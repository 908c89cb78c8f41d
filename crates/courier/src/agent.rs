use anyhow::{anyhow, Result};
use async_trait::async_trait;
use futures::StreamExt;
use serde_json::json;

use crate::backend::Backend;
use crate::errors::{AgentError, AgentResult};
use crate::events::{AgentEvent, AgentEventStream};
use crate::models::message::{Message, ToolRequest};
use crate::models::tool::{Tool, ToolCall};
use crate::providers::base::{CompletionEvent, Provider};
use crate::toolkits::Toolkit;

/// Upper bound on provider round-trips within a single reply
const MAX_TOOL_ROUNDS: usize = 25;

/// Agent drives a chat-model provider and the local toolkits, reducing the
/// run to normalized events
pub struct Agent {
    toolkits: Vec<Box<dyn Toolkit>>,
    provider: Box<dyn Provider + Send + Sync>,
    model: String,
}

impl Agent {
    /// Create a new Agent with the specified provider
    pub fn new(provider: Box<dyn Provider + Send + Sync>, model: impl Into<String>) -> Self {
        Self {
            toolkits: Vec::new(),
            provider,
            model: model.into(),
        }
    }

    /// Add a toolkit to the agent
    pub fn add_toolkit(&mut self, toolkit: Box<dyn Toolkit>) {
        self.toolkits.push(toolkit);
    }

    /// Get all tools from all toolkits with proper toolkit prefixing
    fn get_prefixed_tools(&self) -> Vec<Tool> {
        let mut tools = Vec::new();
        for toolkit in &self.toolkits {
            for tool in toolkit.tools() {
                tools.push(Tool::new(
                    format!("{}__{}", toolkit.name(), tool.name),
                    &tool.description,
                    tool.parameters.clone(),
                ));
            }
        }
        tools
    }

    /// Find the appropriate toolkit for a tool call based on the prefixed name
    fn get_toolkit_for_tool(&self, prefixed_name: &str) -> Option<&dyn Toolkit> {
        let parts: Vec<&str> = prefixed_name.split("__").collect();
        if parts.len() != 2 {
            return None;
        }
        let toolkit_name = parts[0];
        self.toolkits
            .iter()
            .find(|toolkit| toolkit.name() == toolkit_name)
            .map(|v| &**v)
    }

    /// Dispatch a single tool call to the appropriate toolkit
    async fn dispatch_tool_call(&self, tool_call: AgentResult<ToolCall>) -> AgentResult<String> {
        let call = tool_call?;
        let toolkit = self
            .get_toolkit_for_tool(&call.name)
            .ok_or_else(|| AgentError::ToolNotFound(call.name.clone()))?;

        let tool_name = call
            .name
            .split("__")
            .nth(1)
            .ok_or_else(|| AgentError::InvalidParameters(call.name.clone()))?;
        let toolkit_tool_call = ToolCall::new(tool_name, call.arguments);

        toolkit.call(toolkit_tool_call).await
    }

    fn get_system_prompt(&self) -> String {
        let mut prompt =
            String::from("You are a helpful assistant answering on behalf of an orchestrated agent.");
        for toolkit in &self.toolkits {
            prompt.push_str(&format!(
                "\n\nYou can use the {} tools: {}. {}",
                toolkit.name(),
                toolkit.description(),
                toolkit.instructions()
            ));
        }
        prompt
    }

    fn tool_requests(response: &Message) -> Vec<ToolRequest> {
        response
            .content
            .iter()
            .filter_map(|content| content.as_tool_request())
            .cloned()
            .collect()
    }

    /// Create a stream of normalized events as the agent works through the
    /// conversation: text deltas while the model streams, then a tool call
    /// and its result for every dispatched tool, until the model answers
    /// without requesting tools.
    pub async fn reply(&self, messages: &[Message]) -> Result<AgentEventStream<'_>> {
        let mut messages = messages.to_vec();
        let tools = self.get_prefixed_tools();
        let system_prompt = self.get_system_prompt();

        Ok(Box::pin(async_stream::try_stream! {
            let mut rounds = 0;
            loop {
                rounds += 1;
                if rounds > MAX_TOOL_ROUNDS {
                    Err::<(), anyhow::Error>(anyhow!(
                        "Agent exceeded {} tool rounds",
                        MAX_TOOL_ROUNDS
                    ))?;
                }

                let mut completion = self
                    .provider
                    .complete_stream(&system_prompt, &messages, &tools)
                    .await?;

                let mut response = None;
                while let Some(event) = completion.next().await {
                    match event? {
                        CompletionEvent::Delta(delta) => {
                            yield AgentEvent::MessageDelta(delta);
                        }
                        CompletionEvent::Completed { message, .. } => {
                            response = Some(message);
                        }
                    }
                }
                let response = response
                    .ok_or_else(|| anyhow!("Provider stream ended without a completed message"))?;

                let tool_requests = Self::tool_requests(&response);
                if tool_requests.is_empty() {
                    yield AgentEvent::FinalMessage(response.text());
                    break;
                }

                messages.push(response.clone());

                let mut tool_responses = Message::tool();
                for request in tool_requests {
                    let (name, args) = match &request.tool_call {
                        Ok(call) => (call.name.clone(), call.arguments.clone()),
                        // an invalid call still gets announced so its error
                        // response can be matched up by the client
                        Err(_) => ("invalid name".to_string(), json!({})),
                    };

                    yield AgentEvent::ToolCallStart {
                        id: request.id.clone(),
                        name: name.clone(),
                        args,
                    };

                    let output = self.dispatch_tool_call(request.tool_call.clone()).await;
                    let content = match &output {
                        Ok(text) => text.clone(),
                        Err(e) => format!("Error: {}", e),
                    };

                    yield AgentEvent::ToolResult {
                        tool_call_id: request.id.clone(),
                        name: name.clone(),
                        content,
                    };

                    tool_responses =
                        tool_responses.with_tool_response(request.id, Some(name), output);
                }
                messages.push(tool_responses);
            }
        }))
    }

    /// Run the same loop without streaming and return the final assistant message
    pub async fn reply_sync(&self, messages: &[Message]) -> Result<Message> {
        let mut messages = messages.to_vec();
        let tools = self.get_prefixed_tools();
        let system_prompt = self.get_system_prompt();

        let mut rounds = 0;
        loop {
            rounds += 1;
            if rounds > MAX_TOOL_ROUNDS {
                return Err(anyhow!("Agent exceeded {} tool rounds", MAX_TOOL_ROUNDS));
            }

            let (response, _) = self
                .provider
                .complete(&system_prompt, &messages, &tools)
                .await?;

            let tool_requests = Self::tool_requests(&response);
            if tool_requests.is_empty() {
                return Ok(response);
            }

            messages.push(response.clone());

            let mut tool_responses = Message::tool();
            for request in tool_requests {
                let name = request
                    .tool_call
                    .as_ref()
                    .ok()
                    .map(|call| call.name.clone());
                let output = self.dispatch_tool_call(request.tool_call.clone()).await;
                tool_responses = tool_responses.with_tool_response(request.id, name, output);
            }
            messages.push(tool_responses);
        }
    }
}

#[async_trait]
impl Backend for Agent {
    fn model(&self) -> &str {
        &self.model
    }

    async fn reply_sync(&self, messages: &[Message]) -> Result<Message> {
        Agent::reply_sync(self, messages).await
    }

    async fn reply_stream<'a>(&'a self, messages: &[Message]) -> Result<AgentEventStream<'a>> {
        self.reply(messages).await
    }
}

* * * * * * *

• Work required
Go through the records and pull out each line that includes the word "AgentResult".

• Task output
use crate::errors::{AgentError, AgentResult};
    async fn dispatch_tool_call(&self, tool_call: AgentResult<ToolCall>) -> AgentResult<String> {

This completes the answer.